Time to get the blogging started again after my week in the dark. I noticed that Jonathan Cogley gave a MSDN webcast on NUnitASP and a question was raised about MbUnit. MbUnit was ported to NUnitASP but Jim has since changed the way NUnitASP works so it needs addressing again. I'll hopefully try and sort something out as soon as I can.
This week has been one of the hardest weeks I have ever experinced, my cats death had a profound effect on me. You realise how fragile life is, how good your freinds and family are you when your a mess and the joys of new life. Emma and I vistited the cat rescue center at weekend and now have a 11 week old new family member, Molly :)
This is a personal note and I cry I as I write it, if you don't want to read it then ignore what I have to say.
Our cat failed to come home this morning, when I got home tonight I was told she had been hit by a car and was dead on impact. Words cannot describe what it feels like to loose something that you loved and it loved you in return so I won't try. I will miss her forever.
I was really buzzed to hear that
John Robbins was talking about
MbUnit during his Devscovery talk,
Robert has the low down. I hope that John's talk encourages folks to check out MbUnit in all her glory and join us in helping carry on
Peli's work and MbUnit remain kick ass!
Via Scott, some info on the accessability features in ASP.NET 2.0. Having worked with companies that work to accessability standards I think its great that MS are working towards accessability goals with ASP.NET but I would like to see more.
- a page should be allowed to conform to accessability standards at all levels
- Controls and custom controls can inheirt a page level accessability so that accessability is not broken, also on that front more articles and info on writing accessable output.

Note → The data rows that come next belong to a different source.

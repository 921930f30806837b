use phf::{Map, phf_map};

/// Pauling electronegativities. Noble gases carry Allen-scale estimates so
/// every supported element has a usable ordering key.
static ELECTRONEGATIVITY: Map<&'static str, f64> = phf_map! {
    "H" => 2.20, "He" => 4.16,
    "Li" => 0.98, "Be" => 1.57, "B" => 2.04, "C" => 2.55, "N" => 3.04,
    "O" => 3.44, "F" => 3.98, "Ne" => 4.79,
    "Na" => 0.93, "Mg" => 1.31, "Al" => 1.61, "Si" => 1.90, "P" => 2.19,
    "S" => 2.58, "Cl" => 3.16, "Ar" => 3.24,
    "K" => 0.82, "Ca" => 1.00, "Sc" => 1.36, "Ti" => 1.54, "V" => 1.63,
    "Cr" => 1.66, "Mn" => 1.55, "Fe" => 1.83, "Co" => 1.88, "Ni" => 1.91,
    "Cu" => 1.90, "Zn" => 1.65, "Ga" => 1.81, "Ge" => 2.01, "As" => 2.18,
    "Se" => 2.55, "Br" => 2.96, "Kr" => 3.00,
    "Rb" => 0.82, "Sr" => 0.95, "Y" => 1.22, "Zr" => 1.33, "Nb" => 1.60,
    "Mo" => 2.16, "Tc" => 1.90, "Ru" => 2.20, "Rh" => 2.28, "Pd" => 2.20,
    "Ag" => 1.93, "Cd" => 1.69, "In" => 1.78, "Sn" => 1.96, "Sb" => 2.05,
    "Te" => 2.10, "I" => 2.66, "Xe" => 2.60,
    "Cs" => 0.79, "Ba" => 0.89,
    "La" => 1.10, "Ce" => 1.12, "Pr" => 1.13, "Nd" => 1.14, "Pm" => 1.13,
    "Sm" => 1.17, "Eu" => 1.20, "Gd" => 1.20, "Tb" => 1.10, "Dy" => 1.22,
    "Ho" => 1.23, "Er" => 1.24, "Tm" => 1.25, "Yb" => 1.10, "Lu" => 1.27,
    "Hf" => 1.30, "Ta" => 1.50, "W" => 2.36, "Re" => 1.90, "Os" => 2.20,
    "Ir" => 2.20, "Pt" => 2.28, "Au" => 2.54, "Hg" => 2.00,
    "Tl" => 1.62, "Pb" => 2.33, "Bi" => 2.02, "Po" => 2.00, "At" => 2.20,
    "Rn" => 2.20,
    "Fr" => 0.70, "Ra" => 0.90, "Ac" => 1.10, "Th" => 1.30, "Pa" => 1.50,
    "U" => 1.38, "Np" => 1.36, "Pu" => 1.28,
};

/// Oxidation states observed in inorganic crystal structures, with their
/// occurrence counts. Elements absent from the table have no recorded states.
static OXIDATION_OCCURRENCES: Map<&'static str, &'static [(i8, u32)]> = phf_map! {
    "H" => &[(-1, 2815), (1, 20870)],
    "Li" => &[(1, 11742)],
    "Be" => &[(2, 1432)],
    "B" => &[(-3, 17), (3, 8796)],
    "C" => &[(-4, 529), (2, 361), (4, 9522)],
    "N" => &[(-3, 6322), (3, 402), (5, 1920)],
    "O" => &[(-2, 150824)],
    "F" => &[(-1, 24640)],
    "Na" => &[(1, 15613)],
    "Mg" => &[(2, 12356)],
    "Al" => &[(3, 15132)],
    "Si" => &[(-4, 162), (4, 17385)],
    "P" => &[(-3, 336), (3, 528), (5, 16024)],
    "S" => &[(-2, 12016), (4, 1210), (6, 6794)],
    "Cl" => &[(-1, 17418), (5, 62), (7, 142)],
    "K" => &[(1, 13463)],
    "Ca" => &[(2, 14091)],
    "Sc" => &[(3, 1995)],
    "Ti" => &[(2, 226), (3, 1745), (4, 8556)],
    "V" => &[(2, 321), (3, 1906), (4, 2624), (5, 4801)],
    "Cr" => &[(2, 486), (3, 4437), (4, 259), (5, 121), (6, 1542)],
    "Mn" => &[(2, 5784), (3, 2558), (4, 2282), (6, 75), (7, 171)],
    "Fe" => &[(2, 7674), (3, 8927)],
    "Co" => &[(2, 5310), (3, 2659)],
    "Ni" => &[(2, 6093), (3, 408)],
    "Cu" => &[(1, 2086), (2, 6727)],
    "Zn" => &[(2, 8614)],
    "Ga" => &[(1, 87), (3, 4221)],
    "Ge" => &[(2, 294), (4, 2874)],
    "As" => &[(-3, 164), (3, 1426), (5, 2872)],
    "Se" => &[(-2, 4243), (4, 1748), (6, 794)],
    "Br" => &[(-1, 6573), (5, 48)],
    "Rb" => &[(1, 3701)],
    "Sr" => &[(2, 8272)],
    "Y" => &[(3, 5063)],
    "Zr" => &[(4, 5996)],
    "Nb" => &[(3, 245), (4, 643), (5, 4582)],
    "Mo" => &[(3, 227), (4, 926), (5, 650), (6, 3874)],
    "Tc" => &[(4, 64), (7, 85)],
    "Ru" => &[(3, 338), (4, 512)],
    "Rh" => &[(3, 471)],
    "Pd" => &[(2, 741)],
    "Ag" => &[(1, 3937)],
    "Cd" => &[(2, 3956)],
    "In" => &[(1, 202), (3, 3953)],
    "Sn" => &[(2, 1154), (4, 3570)],
    "Sb" => &[(-3, 141), (3, 2217), (5, 1868)],
    "Te" => &[(-2, 2481), (4, 2165), (6, 573)],
    "I" => &[(-1, 5059), (5, 361), (7, 64)],
    "Cs" => &[(1, 5085)],
    "Ba" => &[(2, 11574)],
    "La" => &[(3, 8182)],
    "Ce" => &[(3, 3556), (4, 1559)],
    "Pr" => &[(3, 1890)],
    "Nd" => &[(3, 3220)],
    "Sm" => &[(3, 2088)],
    "Eu" => &[(2, 1145), (3, 1729)],
    "Gd" => &[(3, 2588)],
    "Dy" => &[(3, 1560)],
    "Er" => &[(3, 1527)],
    "Yb" => &[(2, 232), (3, 1096)],
    "Lu" => &[(3, 590)],
    "Hf" => &[(4, 1204)],
    "Ta" => &[(5, 2916)],
    "W" => &[(4, 312), (5, 294), (6, 3964)],
    "Re" => &[(4, 341), (6, 218), (7, 744)],
    "Os" => &[(4, 286), (6, 102)],
    "Ir" => &[(3, 128), (4, 279)],
    "Pt" => &[(2, 560), (4, 624)],
    "Au" => &[(1, 289), (3, 476)],
    "Hg" => &[(1, 331), (2, 1452)],
    "Tl" => &[(1, 1361), (3, 912)],
    "Pb" => &[(2, 4848), (4, 846)],
    "Bi" => &[(3, 4294), (5, 290)],
    "Th" => &[(4, 1382)],
    "U" => &[(4, 1064), (5, 237), (6, 1986)],
};

pub fn is_known_element(symbol: &str) -> bool {
    ELECTRONEGATIVITY.contains_key(symbol.trim())
}

pub fn electronegativity(symbol: &str) -> Option<f64> {
    ELECTRONEGATIVITY.get(symbol.trim()).copied()
}

/// Recorded (oxidation state, occurrence count) pairs for an element, in
/// ascending state order. Empty for elements with no recorded states.
pub fn oxidation_occurrences(symbol: &str) -> &'static [(i8, u32)] {
    OXIDATION_OCCURRENCES
        .get(symbol.trim())
        .copied()
        .unwrap_or(&[])
}
use super::{Candidate, require_exact_arity, require_positive, require_unique, screen_candidates};
use crate::core::chem::oracle::ValidityOracle;
use crate::core::models::composition::Composition;
use crate::core::models::table::ScreeningTable;
use crate::engine::config::QuaternaryScreenConfig;
use crate::engine::error::EngineError;
use crate::engine::progress::{Progress, ProgressReporter};
use itertools::{Itertools, iproduct};
use tracing::{info, instrument};

/// Screens the full 4-D coefficient grid `1..=max_stoich` per element:
/// `max_stoich^4` raw candidates. Growth is quartic, which makes this the
/// dominant cost center; candidate generation stays cheap and sequential
/// while oracle evaluation carries the parallelism.
#[instrument(skip_all, name = "quaternary_screening_task")]
pub fn run<O: ValidityOracle + Sync>(
    config: &QuaternaryScreenConfig,
    oracle: &O,
    reporter: &ProgressReporter,
) -> Result<ScreeningTable, EngineError> {
    require_exact_arity(&config.elements, 4)?;
    require_unique(&config.elements)?;
    require_positive("max_stoich", config.max_stoich)?;

    reporter.report(Progress::Message(
        "Generating quaternary candidate grid...".to_string(),
    ));
    let system = config.elements.iter().join("-");
    let range = 1..=config.max_stoich;
    let mut candidates = Vec::new();
    for (x, y, z, w) in iproduct!(
        range.clone(),
        range.clone(),
        range.clone(),
        range.clone()
    ) {
        let composition = Composition::new(
            config
                .elements
                .iter()
                .cloned()
                .zip([x, y, z, w]),
        )?
        .reduced();
        candidates.push(Candidate {
            system: system.clone(),
            composition,
        });
    }
    info!(
        system = %system,
        raw_candidates = candidates.len(),
        "Generated quaternary candidate grid."
    );

    let rows = screen_candidates(&candidates, oracle, config.policy, reporter)?;

    let mut table = ScreeningTable::new();
    for row in rows {
        table.push(row);
    }
    info!(rows = table.len(), "Quaternary screening complete.");
    Ok(table)
}

#[cfg(test)]
mod tests {
    use super::*;
    use crate::core::chem::oracle::OracleError;
    use crate::core::models::element::Element;
    use crate::engine::config::QuaternaryScreenConfigBuilder;
    use crate::engine::progress::Progress;
    use std::sync::Mutex;

    struct AlwaysValid;

    impl ValidityOracle for AlwaysValid {
        fn is_valid(&self, _composition: &Composition) -> Result<bool, OracleError> {
            Ok(true)
        }
    }

    fn elements(symbols: &[&str]) -> Vec<Element> {
        symbols.iter().map(|s| Element::new(s).unwrap()).collect()
    }

    fn config(max_stoich: u64) -> QuaternaryScreenConfig {
        QuaternaryScreenConfigBuilder::new()
            .elements(elements(&["Cu", "Ti", "O", "N"]))
            .max_stoich(max_stoich)
            .build()
            .unwrap()
    }

    #[test]
    fn raw_candidate_count_is_max_stoich_to_the_fourth() {
        let raw = Mutex::new(0);
        let reporter = ProgressReporter::with_callback(Box::new(|p| {
            if let Progress::ScreenStart { candidates } = p {
                *raw.lock().unwrap() = candidates;
            }
        }));
        run(&config(2), &AlwaysValid, &reporter).unwrap();
        drop(reporter);
        assert_eq!(raw.into_inner().unwrap(), 16);
    }

    #[test]
    fn only_the_uniform_doubling_collapses_at_max_stoich_two() {
        // Of the 16 coefficient vectors, (2,2,2,2) alone shares a reduced
        // form with another vector: 15 distinct rows remain.
        let table = run(&config(2), &AlwaysValid, &ProgressReporter::new()).unwrap();
        assert_eq!(table.len(), 15);
    }

    #[test]
    fn all_rows_keep_quaternary_arity() {
        let table = run(&config(2), &AlwaysValid, &ProgressReporter::new()).unwrap();
        assert!(table.iter().all(|r| r.composition.arity() == 4));
    }

    #[test]
    fn rows_share_the_quad_system_tag() {
        let table = run(&config(1), &AlwaysValid, &ProgressReporter::new()).unwrap();
        assert_eq!(table.len(), 1);
        assert_eq!(table.rows()[0].system, "Cu-Ti-O-N");
    }

    #[test]
    fn rejects_wrong_arity() {
        let config = QuaternaryScreenConfigBuilder::new()
            .elements(elements(&["Cu", "Ti", "O"]))
            .max_stoich(2)
            .build()
            .unwrap();
        let err = run(&config, &AlwaysValid, &ProgressReporter::new()).unwrap_err();
        assert!(matches!(
            err,
            EngineError::Arity {
                expected: 4,
                actual: 3
            }
        ));
    }

    #[test]
    fn rejects_zero_max_stoich() {
        let err = run(&config(0), &AlwaysValid, &ProgressReporter::new()).unwrap_err();
        assert!(matches!(
            err,
            EngineError::NonPositiveBound {
                name: "max_stoich",
                ..
            }
        ));
    }
}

- Standards checker can check a page at compile time (as it does now but) at the level assigned in the page.
ASPX still produces output in javascript, viewstate and other page junk that breaks accessability standards (try running your aspx through a standards checker and you will see what I mean). Partly the reason I dislike aspx is that you don't have overall control over output and when level 3 is your aim then aspx just does not cut it. So a great start to making more aspx more reachable and I look foward to more.
Update: viewstate is a hidden field and can be wrapped in a div for accessability, I still think its an issue though, see the comments for the reasons why.